Activity: Could you filter the records below down to the lines that include the word "ConfidenceLevel"?

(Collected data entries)
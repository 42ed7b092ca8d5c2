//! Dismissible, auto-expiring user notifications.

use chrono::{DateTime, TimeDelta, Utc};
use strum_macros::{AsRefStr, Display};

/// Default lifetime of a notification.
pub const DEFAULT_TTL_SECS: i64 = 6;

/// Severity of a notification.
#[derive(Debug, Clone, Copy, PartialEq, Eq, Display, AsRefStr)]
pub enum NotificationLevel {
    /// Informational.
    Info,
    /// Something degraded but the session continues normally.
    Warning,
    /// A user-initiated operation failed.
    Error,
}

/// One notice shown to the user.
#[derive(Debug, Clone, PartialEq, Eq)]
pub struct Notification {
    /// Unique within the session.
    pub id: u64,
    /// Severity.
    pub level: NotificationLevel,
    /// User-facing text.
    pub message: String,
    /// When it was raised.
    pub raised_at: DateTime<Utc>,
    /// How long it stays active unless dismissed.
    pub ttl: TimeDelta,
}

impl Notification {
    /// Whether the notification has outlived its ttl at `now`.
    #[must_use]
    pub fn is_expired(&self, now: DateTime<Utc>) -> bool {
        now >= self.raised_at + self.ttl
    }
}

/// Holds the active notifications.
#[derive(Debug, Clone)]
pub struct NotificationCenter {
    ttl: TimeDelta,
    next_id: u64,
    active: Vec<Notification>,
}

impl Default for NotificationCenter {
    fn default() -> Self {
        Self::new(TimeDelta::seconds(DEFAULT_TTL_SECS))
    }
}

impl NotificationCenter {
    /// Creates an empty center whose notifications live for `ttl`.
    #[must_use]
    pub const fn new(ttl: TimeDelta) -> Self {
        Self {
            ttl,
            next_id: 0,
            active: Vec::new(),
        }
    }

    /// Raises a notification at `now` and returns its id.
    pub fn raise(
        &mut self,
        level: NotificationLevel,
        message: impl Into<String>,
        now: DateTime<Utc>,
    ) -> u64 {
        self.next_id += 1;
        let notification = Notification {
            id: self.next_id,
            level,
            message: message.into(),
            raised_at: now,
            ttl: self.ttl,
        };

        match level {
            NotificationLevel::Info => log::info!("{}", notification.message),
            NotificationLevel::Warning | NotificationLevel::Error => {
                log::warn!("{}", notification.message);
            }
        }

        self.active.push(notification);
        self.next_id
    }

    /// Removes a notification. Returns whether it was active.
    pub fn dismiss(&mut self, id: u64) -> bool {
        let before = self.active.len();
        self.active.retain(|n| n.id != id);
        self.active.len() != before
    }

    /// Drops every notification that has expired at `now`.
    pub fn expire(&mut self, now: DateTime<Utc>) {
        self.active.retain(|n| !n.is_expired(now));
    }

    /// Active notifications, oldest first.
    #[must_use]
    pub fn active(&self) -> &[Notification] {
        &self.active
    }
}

...

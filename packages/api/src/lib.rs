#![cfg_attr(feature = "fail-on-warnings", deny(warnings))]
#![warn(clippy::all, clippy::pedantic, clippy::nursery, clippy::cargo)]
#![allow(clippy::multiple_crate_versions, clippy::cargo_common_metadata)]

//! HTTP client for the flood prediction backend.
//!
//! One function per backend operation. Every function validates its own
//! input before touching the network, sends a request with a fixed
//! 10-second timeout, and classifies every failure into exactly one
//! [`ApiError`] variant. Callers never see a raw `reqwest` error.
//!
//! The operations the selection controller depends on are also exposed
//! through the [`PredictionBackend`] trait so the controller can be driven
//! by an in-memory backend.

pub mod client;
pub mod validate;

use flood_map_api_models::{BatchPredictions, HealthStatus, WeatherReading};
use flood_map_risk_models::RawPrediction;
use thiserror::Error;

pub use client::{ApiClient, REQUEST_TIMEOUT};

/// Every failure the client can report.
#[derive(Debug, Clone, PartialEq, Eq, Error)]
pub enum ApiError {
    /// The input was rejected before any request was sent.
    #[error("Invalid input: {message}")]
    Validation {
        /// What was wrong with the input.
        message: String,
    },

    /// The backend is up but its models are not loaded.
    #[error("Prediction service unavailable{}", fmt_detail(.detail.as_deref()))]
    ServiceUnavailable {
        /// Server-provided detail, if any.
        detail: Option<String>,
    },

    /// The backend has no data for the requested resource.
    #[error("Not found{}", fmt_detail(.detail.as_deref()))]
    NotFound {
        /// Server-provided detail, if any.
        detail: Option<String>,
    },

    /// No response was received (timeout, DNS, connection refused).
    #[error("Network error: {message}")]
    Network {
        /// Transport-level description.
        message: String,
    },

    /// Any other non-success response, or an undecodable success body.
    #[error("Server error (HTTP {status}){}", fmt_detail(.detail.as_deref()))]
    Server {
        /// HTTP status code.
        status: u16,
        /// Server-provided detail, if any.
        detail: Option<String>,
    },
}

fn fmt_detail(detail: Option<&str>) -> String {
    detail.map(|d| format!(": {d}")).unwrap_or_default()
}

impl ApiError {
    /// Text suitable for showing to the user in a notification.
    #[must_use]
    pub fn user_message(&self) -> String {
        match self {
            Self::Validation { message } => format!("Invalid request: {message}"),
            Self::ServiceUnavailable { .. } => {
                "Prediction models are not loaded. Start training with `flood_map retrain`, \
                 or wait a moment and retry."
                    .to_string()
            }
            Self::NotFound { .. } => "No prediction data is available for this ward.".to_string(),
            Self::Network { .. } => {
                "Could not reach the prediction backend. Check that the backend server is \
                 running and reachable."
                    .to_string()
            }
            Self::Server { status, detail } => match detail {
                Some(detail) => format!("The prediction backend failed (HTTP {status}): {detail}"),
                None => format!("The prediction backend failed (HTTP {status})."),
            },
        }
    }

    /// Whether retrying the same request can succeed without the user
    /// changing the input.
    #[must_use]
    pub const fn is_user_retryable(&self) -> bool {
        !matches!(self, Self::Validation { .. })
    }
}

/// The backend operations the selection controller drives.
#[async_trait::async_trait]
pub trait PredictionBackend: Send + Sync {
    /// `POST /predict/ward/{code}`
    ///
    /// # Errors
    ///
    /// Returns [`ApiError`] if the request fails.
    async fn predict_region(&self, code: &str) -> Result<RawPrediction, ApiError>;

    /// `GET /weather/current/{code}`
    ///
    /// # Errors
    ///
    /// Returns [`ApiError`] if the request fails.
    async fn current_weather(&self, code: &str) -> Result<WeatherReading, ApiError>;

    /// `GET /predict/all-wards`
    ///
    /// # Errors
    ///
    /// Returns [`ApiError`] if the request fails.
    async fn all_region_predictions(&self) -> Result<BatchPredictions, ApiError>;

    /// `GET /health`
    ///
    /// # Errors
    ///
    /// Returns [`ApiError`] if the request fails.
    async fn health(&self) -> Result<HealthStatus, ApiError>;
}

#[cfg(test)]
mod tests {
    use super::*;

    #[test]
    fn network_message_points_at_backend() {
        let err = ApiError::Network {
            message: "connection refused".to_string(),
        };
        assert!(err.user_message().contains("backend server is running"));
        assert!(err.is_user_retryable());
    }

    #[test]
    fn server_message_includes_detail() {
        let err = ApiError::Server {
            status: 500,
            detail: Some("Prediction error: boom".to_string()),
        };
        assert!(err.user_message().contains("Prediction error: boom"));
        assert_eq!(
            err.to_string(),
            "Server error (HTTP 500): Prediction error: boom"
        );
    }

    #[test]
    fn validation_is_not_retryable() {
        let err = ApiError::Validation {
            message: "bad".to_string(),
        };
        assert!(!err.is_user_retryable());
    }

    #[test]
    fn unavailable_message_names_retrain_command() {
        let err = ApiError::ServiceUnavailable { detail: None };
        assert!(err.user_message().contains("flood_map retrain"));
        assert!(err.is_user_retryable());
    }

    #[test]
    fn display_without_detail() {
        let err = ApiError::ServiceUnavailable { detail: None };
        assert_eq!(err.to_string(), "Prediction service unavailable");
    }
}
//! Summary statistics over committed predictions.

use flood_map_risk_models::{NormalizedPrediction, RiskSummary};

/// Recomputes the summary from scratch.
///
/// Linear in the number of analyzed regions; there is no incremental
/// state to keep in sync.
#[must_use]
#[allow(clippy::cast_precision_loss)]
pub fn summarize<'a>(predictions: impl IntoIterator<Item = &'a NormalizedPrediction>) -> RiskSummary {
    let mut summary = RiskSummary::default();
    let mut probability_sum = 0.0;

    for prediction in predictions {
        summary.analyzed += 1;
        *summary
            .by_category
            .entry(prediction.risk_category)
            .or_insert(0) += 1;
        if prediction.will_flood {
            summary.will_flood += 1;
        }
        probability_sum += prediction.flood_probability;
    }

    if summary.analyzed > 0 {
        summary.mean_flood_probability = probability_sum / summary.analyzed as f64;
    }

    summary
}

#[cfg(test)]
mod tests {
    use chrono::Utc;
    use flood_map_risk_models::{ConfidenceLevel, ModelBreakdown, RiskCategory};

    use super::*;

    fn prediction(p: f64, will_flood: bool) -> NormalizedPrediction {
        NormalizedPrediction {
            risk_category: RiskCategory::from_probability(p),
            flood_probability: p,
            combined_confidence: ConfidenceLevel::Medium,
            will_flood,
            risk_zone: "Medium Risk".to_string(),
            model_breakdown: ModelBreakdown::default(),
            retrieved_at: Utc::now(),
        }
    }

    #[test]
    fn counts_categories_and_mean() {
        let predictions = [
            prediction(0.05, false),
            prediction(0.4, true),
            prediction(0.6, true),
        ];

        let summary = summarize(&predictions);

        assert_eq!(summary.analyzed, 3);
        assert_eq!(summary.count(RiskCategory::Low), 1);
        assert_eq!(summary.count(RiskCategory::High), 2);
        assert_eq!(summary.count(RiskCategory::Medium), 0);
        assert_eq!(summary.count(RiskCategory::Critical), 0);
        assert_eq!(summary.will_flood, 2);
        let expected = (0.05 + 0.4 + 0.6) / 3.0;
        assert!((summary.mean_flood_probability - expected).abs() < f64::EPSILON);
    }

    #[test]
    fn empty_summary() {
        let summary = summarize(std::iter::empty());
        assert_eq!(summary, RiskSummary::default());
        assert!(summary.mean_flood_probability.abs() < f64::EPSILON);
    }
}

Your solution:
    use flood_map_risk_models::{ConfidenceLevel, ModelBreakdown, RiskCategory};
            combined_confidence: ConfidenceLevel::Medium,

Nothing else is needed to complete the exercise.